**Exercise instructions**
Which lines of the entries contain the word "short"? Please list them.

(Saved data entries)
◇ ◇ ◇ ◇ ◇ ◇ ◇

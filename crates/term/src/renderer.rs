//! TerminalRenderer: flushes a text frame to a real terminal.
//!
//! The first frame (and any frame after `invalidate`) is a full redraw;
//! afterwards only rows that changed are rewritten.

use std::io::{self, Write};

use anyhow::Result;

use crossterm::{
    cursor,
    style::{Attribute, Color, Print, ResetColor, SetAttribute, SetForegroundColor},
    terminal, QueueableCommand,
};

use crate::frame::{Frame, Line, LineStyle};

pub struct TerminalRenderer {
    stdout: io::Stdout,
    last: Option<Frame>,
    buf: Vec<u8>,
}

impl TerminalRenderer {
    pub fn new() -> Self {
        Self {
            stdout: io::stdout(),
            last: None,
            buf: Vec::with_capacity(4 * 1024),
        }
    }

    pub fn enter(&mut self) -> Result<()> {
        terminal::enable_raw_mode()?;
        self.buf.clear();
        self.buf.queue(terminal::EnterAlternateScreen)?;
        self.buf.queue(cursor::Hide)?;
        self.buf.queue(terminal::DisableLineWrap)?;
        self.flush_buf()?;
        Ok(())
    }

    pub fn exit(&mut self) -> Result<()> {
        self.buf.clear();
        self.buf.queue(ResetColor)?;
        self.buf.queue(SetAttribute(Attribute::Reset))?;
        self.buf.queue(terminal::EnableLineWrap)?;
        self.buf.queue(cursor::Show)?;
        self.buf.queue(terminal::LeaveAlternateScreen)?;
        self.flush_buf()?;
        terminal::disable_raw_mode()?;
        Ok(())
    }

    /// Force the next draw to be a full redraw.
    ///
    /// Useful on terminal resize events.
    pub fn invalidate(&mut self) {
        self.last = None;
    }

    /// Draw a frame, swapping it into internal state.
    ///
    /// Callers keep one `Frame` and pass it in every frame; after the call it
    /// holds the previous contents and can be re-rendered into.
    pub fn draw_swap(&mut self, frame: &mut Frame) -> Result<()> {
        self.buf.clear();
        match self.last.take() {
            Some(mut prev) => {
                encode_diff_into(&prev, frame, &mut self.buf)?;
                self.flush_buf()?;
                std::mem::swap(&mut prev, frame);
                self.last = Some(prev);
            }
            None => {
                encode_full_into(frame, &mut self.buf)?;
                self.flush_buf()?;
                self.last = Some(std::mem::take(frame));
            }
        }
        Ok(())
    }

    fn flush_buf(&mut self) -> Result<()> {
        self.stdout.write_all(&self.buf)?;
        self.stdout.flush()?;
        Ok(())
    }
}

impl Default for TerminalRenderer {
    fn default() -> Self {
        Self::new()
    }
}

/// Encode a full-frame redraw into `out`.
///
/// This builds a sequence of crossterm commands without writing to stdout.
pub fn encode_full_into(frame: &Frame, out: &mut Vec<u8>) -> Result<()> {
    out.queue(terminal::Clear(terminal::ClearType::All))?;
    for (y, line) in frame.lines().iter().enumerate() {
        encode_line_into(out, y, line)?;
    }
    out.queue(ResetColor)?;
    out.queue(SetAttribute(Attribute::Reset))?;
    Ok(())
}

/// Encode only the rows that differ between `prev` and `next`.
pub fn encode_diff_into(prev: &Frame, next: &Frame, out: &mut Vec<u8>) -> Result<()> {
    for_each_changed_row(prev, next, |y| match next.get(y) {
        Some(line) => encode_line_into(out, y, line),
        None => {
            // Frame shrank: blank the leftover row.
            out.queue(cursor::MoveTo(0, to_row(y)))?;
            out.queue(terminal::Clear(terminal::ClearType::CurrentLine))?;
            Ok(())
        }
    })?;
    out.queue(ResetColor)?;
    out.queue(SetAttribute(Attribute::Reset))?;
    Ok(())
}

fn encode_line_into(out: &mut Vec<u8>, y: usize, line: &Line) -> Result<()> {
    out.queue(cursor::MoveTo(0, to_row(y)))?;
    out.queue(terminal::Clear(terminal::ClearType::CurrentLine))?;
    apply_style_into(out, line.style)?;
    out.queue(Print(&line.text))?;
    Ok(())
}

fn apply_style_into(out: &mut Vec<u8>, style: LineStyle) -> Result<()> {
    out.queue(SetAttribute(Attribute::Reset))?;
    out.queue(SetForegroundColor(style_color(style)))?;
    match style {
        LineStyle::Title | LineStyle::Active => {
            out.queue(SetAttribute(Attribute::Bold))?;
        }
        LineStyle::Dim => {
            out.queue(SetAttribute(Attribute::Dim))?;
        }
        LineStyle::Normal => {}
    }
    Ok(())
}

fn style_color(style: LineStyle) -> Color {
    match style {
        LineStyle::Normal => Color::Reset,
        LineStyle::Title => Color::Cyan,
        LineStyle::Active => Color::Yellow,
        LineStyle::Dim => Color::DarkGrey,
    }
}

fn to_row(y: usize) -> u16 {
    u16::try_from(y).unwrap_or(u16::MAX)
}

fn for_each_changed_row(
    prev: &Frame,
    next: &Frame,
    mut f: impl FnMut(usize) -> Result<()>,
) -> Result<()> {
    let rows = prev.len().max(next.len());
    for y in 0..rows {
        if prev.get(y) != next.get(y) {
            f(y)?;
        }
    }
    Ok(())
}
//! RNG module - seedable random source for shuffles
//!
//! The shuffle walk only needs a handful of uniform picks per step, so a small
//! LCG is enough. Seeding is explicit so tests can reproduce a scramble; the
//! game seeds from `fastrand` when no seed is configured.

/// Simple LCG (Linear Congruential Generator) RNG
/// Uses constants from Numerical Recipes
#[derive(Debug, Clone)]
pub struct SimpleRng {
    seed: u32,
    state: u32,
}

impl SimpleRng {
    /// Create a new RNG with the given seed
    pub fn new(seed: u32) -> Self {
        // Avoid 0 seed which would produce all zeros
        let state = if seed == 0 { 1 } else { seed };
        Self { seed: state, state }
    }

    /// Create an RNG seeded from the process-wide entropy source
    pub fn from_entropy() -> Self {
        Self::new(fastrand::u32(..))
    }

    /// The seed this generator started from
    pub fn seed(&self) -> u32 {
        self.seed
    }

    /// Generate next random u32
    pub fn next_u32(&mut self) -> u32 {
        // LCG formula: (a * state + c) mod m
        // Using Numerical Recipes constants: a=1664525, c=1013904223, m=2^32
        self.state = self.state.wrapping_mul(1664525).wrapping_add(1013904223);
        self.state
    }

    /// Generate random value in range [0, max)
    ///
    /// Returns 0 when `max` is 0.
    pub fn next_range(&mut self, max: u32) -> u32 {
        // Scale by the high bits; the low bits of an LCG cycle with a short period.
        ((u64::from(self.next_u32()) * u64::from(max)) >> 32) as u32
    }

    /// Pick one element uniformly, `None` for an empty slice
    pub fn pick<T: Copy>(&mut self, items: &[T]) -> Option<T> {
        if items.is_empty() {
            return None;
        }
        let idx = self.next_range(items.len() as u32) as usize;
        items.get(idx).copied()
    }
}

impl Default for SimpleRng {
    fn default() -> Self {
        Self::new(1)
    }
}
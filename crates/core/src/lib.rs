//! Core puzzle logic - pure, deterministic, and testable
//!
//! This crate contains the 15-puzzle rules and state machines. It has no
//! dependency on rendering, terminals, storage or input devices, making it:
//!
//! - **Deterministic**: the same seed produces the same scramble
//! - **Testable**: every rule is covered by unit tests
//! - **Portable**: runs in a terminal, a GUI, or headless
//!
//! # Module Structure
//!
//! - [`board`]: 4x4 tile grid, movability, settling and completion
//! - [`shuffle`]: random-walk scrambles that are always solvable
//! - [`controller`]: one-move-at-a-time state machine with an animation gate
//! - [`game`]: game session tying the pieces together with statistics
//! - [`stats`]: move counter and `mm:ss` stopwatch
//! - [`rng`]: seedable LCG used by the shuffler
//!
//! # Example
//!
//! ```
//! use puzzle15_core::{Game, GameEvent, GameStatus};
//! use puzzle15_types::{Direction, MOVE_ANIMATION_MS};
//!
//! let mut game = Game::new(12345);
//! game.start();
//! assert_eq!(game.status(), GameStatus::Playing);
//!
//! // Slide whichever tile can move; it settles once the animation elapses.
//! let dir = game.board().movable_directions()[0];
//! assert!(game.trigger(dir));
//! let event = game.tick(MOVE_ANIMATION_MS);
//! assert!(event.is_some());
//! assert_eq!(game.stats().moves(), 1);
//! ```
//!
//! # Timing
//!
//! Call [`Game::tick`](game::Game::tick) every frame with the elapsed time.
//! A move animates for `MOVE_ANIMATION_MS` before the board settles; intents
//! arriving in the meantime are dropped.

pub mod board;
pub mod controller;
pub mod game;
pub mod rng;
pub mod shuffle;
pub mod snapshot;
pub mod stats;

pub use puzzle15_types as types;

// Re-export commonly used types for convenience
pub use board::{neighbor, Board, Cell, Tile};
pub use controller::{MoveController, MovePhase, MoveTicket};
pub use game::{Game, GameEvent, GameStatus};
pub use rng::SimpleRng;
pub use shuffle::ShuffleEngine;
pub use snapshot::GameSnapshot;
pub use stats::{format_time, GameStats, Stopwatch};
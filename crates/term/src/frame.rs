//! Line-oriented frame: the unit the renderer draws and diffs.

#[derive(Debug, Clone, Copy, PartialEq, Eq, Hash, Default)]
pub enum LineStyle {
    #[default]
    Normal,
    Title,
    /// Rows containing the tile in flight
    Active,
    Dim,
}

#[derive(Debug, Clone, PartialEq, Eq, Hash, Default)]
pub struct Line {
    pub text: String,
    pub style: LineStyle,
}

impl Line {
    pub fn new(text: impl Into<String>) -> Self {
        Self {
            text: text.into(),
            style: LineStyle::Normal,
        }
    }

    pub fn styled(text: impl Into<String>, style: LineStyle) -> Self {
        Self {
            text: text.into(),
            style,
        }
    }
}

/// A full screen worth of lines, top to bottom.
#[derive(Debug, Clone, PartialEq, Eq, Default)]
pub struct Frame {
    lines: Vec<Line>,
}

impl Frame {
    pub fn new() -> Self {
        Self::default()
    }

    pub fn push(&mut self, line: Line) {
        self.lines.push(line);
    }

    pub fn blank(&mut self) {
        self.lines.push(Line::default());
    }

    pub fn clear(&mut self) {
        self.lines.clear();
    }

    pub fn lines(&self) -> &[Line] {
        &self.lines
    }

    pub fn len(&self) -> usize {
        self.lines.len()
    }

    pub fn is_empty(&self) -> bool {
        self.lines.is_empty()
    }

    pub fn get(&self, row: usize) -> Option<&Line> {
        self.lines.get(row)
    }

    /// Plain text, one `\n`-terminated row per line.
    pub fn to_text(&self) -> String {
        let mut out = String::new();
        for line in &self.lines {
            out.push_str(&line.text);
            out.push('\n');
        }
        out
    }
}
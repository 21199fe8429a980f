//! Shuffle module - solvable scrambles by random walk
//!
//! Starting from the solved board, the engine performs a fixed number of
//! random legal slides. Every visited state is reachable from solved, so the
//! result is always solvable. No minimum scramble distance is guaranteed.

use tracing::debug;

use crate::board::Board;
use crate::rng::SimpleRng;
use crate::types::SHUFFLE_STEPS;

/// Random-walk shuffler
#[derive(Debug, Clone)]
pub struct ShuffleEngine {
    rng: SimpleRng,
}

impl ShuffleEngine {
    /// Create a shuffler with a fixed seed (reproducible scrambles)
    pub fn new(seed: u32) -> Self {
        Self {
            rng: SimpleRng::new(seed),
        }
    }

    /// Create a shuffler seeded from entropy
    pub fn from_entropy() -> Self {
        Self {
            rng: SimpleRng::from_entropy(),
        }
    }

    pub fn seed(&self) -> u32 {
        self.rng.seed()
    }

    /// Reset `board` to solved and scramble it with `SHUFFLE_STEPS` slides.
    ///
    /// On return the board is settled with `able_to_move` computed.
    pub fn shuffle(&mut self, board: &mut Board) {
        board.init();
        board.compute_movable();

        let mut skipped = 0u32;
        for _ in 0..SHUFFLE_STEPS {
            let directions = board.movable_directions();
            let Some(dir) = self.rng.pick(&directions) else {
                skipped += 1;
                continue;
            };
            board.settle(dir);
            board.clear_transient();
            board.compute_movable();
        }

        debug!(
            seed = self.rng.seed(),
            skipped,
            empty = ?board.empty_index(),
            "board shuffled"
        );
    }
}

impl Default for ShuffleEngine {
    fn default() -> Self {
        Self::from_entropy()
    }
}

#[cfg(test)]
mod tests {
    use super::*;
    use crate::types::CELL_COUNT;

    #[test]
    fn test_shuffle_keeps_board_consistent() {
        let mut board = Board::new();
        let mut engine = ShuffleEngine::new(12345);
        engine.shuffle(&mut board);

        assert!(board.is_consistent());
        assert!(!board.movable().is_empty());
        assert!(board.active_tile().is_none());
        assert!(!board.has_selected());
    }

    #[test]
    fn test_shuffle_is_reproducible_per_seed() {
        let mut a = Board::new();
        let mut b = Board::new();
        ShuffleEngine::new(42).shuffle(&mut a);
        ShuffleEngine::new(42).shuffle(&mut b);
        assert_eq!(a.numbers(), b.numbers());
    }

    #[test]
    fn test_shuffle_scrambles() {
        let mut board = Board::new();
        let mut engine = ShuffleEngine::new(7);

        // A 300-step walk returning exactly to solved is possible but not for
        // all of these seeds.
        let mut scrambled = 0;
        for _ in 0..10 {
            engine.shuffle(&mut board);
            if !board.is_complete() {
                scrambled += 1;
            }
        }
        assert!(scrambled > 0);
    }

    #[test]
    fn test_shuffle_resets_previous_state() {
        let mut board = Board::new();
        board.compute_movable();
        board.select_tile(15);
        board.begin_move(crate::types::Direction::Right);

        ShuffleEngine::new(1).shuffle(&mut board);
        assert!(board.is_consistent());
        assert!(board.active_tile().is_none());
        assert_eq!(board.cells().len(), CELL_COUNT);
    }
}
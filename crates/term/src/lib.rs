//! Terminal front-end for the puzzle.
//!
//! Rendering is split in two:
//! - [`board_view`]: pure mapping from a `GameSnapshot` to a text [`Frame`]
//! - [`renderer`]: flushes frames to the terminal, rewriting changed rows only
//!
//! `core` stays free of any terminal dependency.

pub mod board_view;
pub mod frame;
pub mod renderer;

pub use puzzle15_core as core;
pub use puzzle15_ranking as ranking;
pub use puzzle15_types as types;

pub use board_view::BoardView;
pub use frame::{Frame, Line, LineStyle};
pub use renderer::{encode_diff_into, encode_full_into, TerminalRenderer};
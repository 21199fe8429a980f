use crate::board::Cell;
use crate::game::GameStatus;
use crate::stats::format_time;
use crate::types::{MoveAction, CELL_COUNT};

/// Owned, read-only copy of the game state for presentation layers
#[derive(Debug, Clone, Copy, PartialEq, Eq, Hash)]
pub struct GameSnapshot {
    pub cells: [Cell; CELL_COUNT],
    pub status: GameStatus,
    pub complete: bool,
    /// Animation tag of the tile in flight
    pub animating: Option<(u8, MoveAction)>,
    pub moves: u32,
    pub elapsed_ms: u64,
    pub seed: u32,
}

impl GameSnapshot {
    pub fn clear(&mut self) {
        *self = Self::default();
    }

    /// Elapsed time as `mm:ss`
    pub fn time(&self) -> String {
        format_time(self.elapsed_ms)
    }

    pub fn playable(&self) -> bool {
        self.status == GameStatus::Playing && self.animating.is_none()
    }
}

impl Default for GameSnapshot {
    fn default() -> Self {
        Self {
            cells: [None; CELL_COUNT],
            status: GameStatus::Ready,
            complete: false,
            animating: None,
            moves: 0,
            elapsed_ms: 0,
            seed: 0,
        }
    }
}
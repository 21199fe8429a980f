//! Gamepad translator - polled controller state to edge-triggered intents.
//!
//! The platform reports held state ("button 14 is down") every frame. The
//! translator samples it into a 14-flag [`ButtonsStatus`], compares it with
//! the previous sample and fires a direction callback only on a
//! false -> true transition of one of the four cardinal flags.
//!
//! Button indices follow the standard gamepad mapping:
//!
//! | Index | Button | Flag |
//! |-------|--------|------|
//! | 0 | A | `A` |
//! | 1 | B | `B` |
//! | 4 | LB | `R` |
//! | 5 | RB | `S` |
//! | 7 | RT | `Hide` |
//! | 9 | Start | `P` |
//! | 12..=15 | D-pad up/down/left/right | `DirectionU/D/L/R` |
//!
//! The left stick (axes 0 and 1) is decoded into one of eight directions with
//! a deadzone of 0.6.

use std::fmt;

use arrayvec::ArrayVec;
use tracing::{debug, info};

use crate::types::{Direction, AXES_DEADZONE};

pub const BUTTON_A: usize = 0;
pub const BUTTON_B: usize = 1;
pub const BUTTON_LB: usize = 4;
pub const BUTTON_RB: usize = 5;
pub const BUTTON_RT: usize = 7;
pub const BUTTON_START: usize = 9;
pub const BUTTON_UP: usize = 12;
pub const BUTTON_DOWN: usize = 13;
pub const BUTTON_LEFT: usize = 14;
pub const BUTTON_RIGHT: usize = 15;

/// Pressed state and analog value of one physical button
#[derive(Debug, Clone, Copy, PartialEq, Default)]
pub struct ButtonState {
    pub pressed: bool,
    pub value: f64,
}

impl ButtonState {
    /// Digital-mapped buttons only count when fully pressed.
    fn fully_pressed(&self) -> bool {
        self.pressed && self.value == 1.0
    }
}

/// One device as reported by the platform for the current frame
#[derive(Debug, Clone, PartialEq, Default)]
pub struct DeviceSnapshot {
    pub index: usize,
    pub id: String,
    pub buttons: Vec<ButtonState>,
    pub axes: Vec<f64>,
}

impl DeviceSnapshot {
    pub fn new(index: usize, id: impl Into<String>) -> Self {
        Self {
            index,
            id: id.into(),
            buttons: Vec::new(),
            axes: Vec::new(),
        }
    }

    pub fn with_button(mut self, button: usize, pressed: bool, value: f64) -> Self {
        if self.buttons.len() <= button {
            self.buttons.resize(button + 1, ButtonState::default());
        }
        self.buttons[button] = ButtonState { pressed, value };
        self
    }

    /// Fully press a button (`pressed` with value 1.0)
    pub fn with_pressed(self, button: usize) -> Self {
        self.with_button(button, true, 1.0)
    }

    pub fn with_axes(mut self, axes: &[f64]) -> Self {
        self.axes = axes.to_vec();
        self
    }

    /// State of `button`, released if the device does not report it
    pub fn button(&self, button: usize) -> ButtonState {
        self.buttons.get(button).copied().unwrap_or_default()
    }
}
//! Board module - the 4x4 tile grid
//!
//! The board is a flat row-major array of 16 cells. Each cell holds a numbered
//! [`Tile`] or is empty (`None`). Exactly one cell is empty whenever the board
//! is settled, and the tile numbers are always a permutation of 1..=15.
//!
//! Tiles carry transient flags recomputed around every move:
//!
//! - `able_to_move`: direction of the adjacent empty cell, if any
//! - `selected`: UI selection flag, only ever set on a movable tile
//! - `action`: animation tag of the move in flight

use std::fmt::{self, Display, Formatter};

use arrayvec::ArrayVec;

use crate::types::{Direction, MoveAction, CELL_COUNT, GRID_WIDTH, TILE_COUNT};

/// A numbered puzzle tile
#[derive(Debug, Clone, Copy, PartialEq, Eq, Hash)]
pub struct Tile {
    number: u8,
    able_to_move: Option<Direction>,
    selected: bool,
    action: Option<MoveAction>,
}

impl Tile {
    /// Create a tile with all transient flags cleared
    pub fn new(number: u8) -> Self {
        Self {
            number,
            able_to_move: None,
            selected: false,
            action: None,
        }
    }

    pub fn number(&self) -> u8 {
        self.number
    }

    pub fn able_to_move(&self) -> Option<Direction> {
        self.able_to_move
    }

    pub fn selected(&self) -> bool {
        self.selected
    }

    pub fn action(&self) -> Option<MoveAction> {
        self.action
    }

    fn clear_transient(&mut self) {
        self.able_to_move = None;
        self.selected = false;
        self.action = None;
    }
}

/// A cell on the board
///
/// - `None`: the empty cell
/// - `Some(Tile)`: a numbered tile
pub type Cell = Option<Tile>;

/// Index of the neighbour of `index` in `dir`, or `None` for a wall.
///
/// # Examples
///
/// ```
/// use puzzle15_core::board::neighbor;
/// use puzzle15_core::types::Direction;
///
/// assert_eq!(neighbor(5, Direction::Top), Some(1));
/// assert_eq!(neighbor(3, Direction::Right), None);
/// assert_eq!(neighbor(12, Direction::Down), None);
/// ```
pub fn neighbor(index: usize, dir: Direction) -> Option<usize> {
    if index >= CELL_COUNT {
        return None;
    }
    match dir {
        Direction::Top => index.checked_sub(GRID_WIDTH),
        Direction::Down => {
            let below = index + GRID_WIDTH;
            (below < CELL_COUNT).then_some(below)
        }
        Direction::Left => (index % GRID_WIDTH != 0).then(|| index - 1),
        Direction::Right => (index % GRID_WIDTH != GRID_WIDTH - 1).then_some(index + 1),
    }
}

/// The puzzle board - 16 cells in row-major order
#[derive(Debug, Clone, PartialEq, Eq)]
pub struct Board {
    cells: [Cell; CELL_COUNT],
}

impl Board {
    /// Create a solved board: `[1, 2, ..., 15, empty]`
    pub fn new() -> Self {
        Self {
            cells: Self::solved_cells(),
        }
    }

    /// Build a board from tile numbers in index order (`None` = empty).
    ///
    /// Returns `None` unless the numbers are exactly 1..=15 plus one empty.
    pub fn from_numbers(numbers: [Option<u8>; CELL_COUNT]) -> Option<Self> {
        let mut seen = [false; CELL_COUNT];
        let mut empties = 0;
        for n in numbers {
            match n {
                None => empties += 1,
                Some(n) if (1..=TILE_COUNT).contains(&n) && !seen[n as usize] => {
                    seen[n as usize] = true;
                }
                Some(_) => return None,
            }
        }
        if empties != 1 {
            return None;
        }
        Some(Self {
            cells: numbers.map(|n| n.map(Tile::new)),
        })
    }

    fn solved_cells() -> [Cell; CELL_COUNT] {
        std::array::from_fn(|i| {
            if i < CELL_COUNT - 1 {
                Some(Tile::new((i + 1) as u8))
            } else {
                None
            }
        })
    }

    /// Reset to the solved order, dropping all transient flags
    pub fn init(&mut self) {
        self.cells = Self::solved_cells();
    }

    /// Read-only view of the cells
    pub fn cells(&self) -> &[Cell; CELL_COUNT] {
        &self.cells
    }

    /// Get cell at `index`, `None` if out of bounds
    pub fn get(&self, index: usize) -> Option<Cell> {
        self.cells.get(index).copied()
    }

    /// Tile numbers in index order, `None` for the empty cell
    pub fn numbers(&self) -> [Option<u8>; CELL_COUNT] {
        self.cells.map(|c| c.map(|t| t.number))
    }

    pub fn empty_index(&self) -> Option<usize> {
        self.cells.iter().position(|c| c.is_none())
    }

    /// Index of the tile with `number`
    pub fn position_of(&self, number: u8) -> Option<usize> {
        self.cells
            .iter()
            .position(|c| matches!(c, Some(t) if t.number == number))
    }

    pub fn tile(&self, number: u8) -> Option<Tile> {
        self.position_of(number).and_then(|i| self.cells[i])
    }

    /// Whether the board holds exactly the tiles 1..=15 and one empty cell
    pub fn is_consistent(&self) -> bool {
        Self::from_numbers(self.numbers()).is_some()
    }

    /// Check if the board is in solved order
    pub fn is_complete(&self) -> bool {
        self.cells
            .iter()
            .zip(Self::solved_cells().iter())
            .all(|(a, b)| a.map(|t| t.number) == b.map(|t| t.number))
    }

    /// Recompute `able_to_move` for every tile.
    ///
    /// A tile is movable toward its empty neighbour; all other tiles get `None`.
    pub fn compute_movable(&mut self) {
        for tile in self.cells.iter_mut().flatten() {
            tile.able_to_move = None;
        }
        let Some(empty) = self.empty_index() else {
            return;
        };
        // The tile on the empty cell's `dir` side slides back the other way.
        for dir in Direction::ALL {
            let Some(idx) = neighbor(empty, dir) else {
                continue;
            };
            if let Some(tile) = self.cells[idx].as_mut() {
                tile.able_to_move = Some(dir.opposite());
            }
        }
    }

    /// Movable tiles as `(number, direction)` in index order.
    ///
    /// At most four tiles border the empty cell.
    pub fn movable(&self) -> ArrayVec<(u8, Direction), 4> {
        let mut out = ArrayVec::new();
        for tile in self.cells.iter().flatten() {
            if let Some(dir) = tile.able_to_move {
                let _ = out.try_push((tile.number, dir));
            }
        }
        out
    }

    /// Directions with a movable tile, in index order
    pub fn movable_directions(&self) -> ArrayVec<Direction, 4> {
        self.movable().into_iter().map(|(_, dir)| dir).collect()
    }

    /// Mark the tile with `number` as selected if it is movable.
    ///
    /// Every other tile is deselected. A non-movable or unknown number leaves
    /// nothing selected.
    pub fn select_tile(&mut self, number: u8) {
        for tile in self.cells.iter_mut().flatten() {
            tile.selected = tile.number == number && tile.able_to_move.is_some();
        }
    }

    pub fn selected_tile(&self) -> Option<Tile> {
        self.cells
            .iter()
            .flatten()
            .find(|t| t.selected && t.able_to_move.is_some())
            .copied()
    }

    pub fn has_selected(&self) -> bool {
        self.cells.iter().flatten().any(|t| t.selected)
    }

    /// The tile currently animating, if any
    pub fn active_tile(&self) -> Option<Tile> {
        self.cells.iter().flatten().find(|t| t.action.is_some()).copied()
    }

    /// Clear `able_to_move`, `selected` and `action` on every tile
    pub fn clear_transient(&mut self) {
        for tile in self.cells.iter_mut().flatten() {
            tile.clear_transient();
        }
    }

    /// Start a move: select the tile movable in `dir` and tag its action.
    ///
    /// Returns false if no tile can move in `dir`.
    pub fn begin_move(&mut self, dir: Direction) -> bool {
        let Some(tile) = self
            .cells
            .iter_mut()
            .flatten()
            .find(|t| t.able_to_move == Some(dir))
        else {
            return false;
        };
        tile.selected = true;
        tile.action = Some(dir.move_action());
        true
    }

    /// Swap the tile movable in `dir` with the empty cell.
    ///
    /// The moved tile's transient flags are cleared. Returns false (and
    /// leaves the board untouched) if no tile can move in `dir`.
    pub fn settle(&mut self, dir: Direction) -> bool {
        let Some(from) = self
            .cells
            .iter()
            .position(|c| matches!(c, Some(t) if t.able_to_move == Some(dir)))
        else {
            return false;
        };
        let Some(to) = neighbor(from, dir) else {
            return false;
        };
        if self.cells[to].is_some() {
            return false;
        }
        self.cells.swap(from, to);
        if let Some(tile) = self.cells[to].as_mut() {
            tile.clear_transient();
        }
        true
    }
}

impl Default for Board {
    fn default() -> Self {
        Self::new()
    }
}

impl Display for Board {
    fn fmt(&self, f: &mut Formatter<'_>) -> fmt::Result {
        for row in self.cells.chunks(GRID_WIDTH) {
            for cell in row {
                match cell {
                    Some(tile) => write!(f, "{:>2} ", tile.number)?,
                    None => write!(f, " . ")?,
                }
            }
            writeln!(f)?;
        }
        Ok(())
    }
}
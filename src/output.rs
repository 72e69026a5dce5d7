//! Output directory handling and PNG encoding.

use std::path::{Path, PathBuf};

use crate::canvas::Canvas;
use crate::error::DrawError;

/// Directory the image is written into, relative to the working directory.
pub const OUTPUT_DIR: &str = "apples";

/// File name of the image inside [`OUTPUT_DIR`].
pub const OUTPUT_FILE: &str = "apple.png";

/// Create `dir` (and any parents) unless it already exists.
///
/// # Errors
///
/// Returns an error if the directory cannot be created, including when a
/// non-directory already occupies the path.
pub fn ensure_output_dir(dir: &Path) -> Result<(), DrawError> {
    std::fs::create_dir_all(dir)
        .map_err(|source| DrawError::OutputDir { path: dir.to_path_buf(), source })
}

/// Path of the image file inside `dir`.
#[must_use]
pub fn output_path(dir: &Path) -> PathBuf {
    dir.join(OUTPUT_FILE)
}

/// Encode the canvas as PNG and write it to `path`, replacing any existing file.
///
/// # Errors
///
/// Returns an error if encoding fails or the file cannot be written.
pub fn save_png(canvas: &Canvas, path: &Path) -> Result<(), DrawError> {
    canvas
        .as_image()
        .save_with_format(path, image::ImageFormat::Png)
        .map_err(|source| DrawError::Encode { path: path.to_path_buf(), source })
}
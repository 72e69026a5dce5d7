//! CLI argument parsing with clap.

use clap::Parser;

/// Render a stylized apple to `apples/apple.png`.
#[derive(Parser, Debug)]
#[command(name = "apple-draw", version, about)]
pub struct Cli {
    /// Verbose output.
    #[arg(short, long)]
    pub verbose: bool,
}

◇ ◇ ◇ ◇ ◇ ◇ ◇

**Solution to the exercise**
        // Scale by the high bits; the low bits of an LCG cycle with a short period.
    #[arg(short, long)]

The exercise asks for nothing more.